To Farnsworth, artistic integrity means simplicity, and beauty equals imperfection. He mainly focuses on Shaker furniture, highlighting how neutral designs transcend time and constantly oscillating trends. It is this trade he works to sustain, an act of cultural and environmental influence. Although only one man, he recognizes his ability to have an enduring influence—to usher in continued artistry, in-craft connectivity, and furniture functionality for years to come.
Chris Conklin’s Vintage Swings are made from double-planed white oak and hand-spliced rope. In other words, they’re handmade to last. Photo: Jen Fariello
Chris Conklin grew up in a family that liked to figure things out. He learned at an early age how to restore old cars and farmhouses, and he loved to make things from scratch. So when his photographer wife, Jen Fariello, came home one day from a photo shoot in Ivy and asked him to make her an old-fashioned swing like the wooden one she’d used as a prop at the shoot, he immediately began his research.
“I came up with my own design,” says Conklin. “I wanted nice wood and nice ropes, something that looked good and lasted a long time.” He built a swing and hung it from one of the 200-year-old oak trees in the island of their driveway, and an interesting thing happened. “Everyone who came over would gravitate toward the swing,” he says. “A lot of people don’t have a swing, and it turns out they really like the feeling.”
So Conklin, whose day job is art director at the Daily Progress, developed a prototype and made a jig, and began constructing swings in batches of a dozen. They take two to three weeks to make from start to finish (given time-consuming steps like varnishing, which takes one day per side per coat), but the end result is smooth, strong, and gorgeous. He offers single and toddler versions plus a tire swing, and sells them on his own website as well as on Etsy under the name Vintage Swings.
Photo: Jen Fariello
Conklin’s swings feature some unique elements, starting with their length. “Modern swings are very short,” he says, “but the ones I sell have really long ropes [he has had customers special-order 100-foot lengths], so you can swing high.” The wood is white oak, double-planked for strength, and the rope, which resembles old-fashioned Manila but is synthetic to resist weather and rot, is hand-spliced.
Conklin’s 9-year-old can attest to the enduring joy of a great swing. “My son loves giant pushes,” he says. “I run at top speed and time it so I can push him up over my head, and he goes so high.” Conklin and his son will never forget those moments, and neither will those Ivy homeowners, whose original swing rotted away two years after Conklin’s wife spotted it. “They called me and I made a new one for them,” he says. This time, it’ll be an heirloom.

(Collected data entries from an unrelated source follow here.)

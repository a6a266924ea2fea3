use indexmap::IndexMap;
use serde_json::Value;

use super::record::OptionRecord;

/// A node of the option tree. The remote schema is duck-typed JSON; shape
/// probing happens exactly once, in [`OptionNode::from_value`], so the rest
/// of the engine dispatches on this tag and never re-inspects raw JSON.
#[derive(Debug, Clone, PartialEq)]
pub enum OptionNode {
    /// Terminal ordered list of uniform records.
    Leaf(Vec<OptionRecord>),
    /// Leaf that additionally carries a human description, e.g. a skill
    /// category. Writes through the mutation engine replace only `items`.
    DescribedLeaf {
        description: String,
        items: Vec<OptionRecord>,
    },
    /// Named sub-tree. Insertion order is display order.
    Branch(IndexMap<String, OptionNode>),
}

impl OptionNode {
    pub fn empty_branch() -> Self {
        Self::Branch(IndexMap::new())
    }

    /// The single discriminator the renderer uses.
    pub fn is_leaf(&self) -> bool {
        matches!(self, Self::Leaf(_) | Self::DescribedLeaf { .. })
    }

    pub fn leaf_items(&self) -> Option<&[OptionRecord]> {
        match self {
            Self::Leaf(items) => Some(items.as_slice()),
            Self::DescribedLeaf { items, .. } => Some(items.as_slice()),
            Self::Branch(_) => None,
        }
    }

    pub fn leaf_items_mut(&mut self) -> Option<&mut Vec<OptionRecord>> {
        match self {
            Self::Leaf(items) => Some(items),
            Self::DescribedLeaf { items, .. } => Some(items),
            Self::Branch(_) => None,
        }
    }

    pub fn description(&self) -> Option<&str> {
        match self {
            Self::DescribedLeaf { description, .. } => Some(description.as_str()),
            _ => None,
        }
    }

    pub fn children(&self) -> Option<&IndexMap<String, OptionNode>> {
        match self {
            Self::Branch(children) => Some(children),
            _ => None,
        }
    }

    /// Normalize raw JSON into the tagged tree.
    ///
    /// - arrays become [`OptionNode::Leaf`], parsing records leniently;
    /// - objects exposing an items list (canonical `items`, legacy `daftar`)
    ///   become [`OptionNode::DescribedLeaf`];
    /// - other objects become [`OptionNode::Branch`];
    /// - scalars and anything unrecognized become an empty branch, rendered
    ///   as nothing rather than rejected. The remote configuration may be
    ///   partially migrated.
    pub fn from_value(value: &Value) -> Self {
        match value {
            Value::Array(entries) => Self::Leaf(records_from_array(entries)),
            Value::Object(map) => {
                if let Some(items) = described_items(value) {
                    let description = map
                        .get("description")
                        .or_else(|| map.get("deskripsi"))
                        .and_then(Value::as_str)
                        .unwrap_or_default()
                        .to_string();
                    return Self::DescribedLeaf {
                        description,
                        items: records_from_array(items),
                    };
                }
                let mut children = IndexMap::with_capacity(map.len());
                for (key, child) in map {
                    children.insert(key.clone(), Self::from_value(child));
                }
                Self::Branch(children)
            }
            _ => Self::empty_branch(),
        }
    }

    /// Lower back to JSON for the persistence boundary. Described leaves
    /// always serialize under the canonical `items` key.
    pub fn to_value(&self) -> Value {
        match self {
            Self::Leaf(items) => records_to_array(items),
            Self::DescribedLeaf { description, items } => serde_json::json!({
                "description": description,
                "items": records_to_array(items),
            }),
            Self::Branch(children) => {
                let mut map = serde_json::Map::with_capacity(children.len());
                for (key, child) in children {
                    map.insert(key.clone(), child.to_value());
                }
                Value::Object(map)
            }
        }
    }
}

fn described_items(value: &Value) -> Option<&Vec<Value>> {
    let map = value.as_object()?;
    map.get("items")
        .or_else(|| map.get("daftar"))
        .and_then(Value::as_array)
}

fn records_from_array(entries: &[Value]) -> Vec<OptionRecord> {
    entries.iter().map(record_from_value).collect()
}

fn record_from_value(value: &Value) -> OptionRecord {
    match value {
        // Bare strings show up in older payloads; treat them as label=value.
        Value::String(text) => OptionRecord::labeled(text.clone()),
        Value::Object(_) => {
            serde_json::from_value(value.clone()).unwrap_or_default()
        }
        _ => OptionRecord::default(),
    }
}

fn records_to_array(items: &[OptionRecord]) -> Value {
    Value::Array(
        items
            .iter()
            .map(|record| {
                serde_json::to_value(record)
                    .expect("record serializes to plain string-keyed JSON")
            })
            .collect(),
    )
}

There’s just something about leather: It’s at once rugged and polished. And always cool. Plus, it’s a material that’s easy to source in our area, thanks to local saddle shops and nearby tanneries. Here are three hand-crafters making your next favorite accessory.
Stamp of approval
Siberia native Daniel Foytik became fascinated with leather as a kid, when he’d make his own toys from leather found in his grandfather’s saddlery. Today, his work still has a playful touch—patterns hand-stamped on dyed leather flasks, sunglasses cases, and iPhone covers—but with a high-end polish, sophistication, and confidence. Says Foytik, “There is nothing that we can’t make.”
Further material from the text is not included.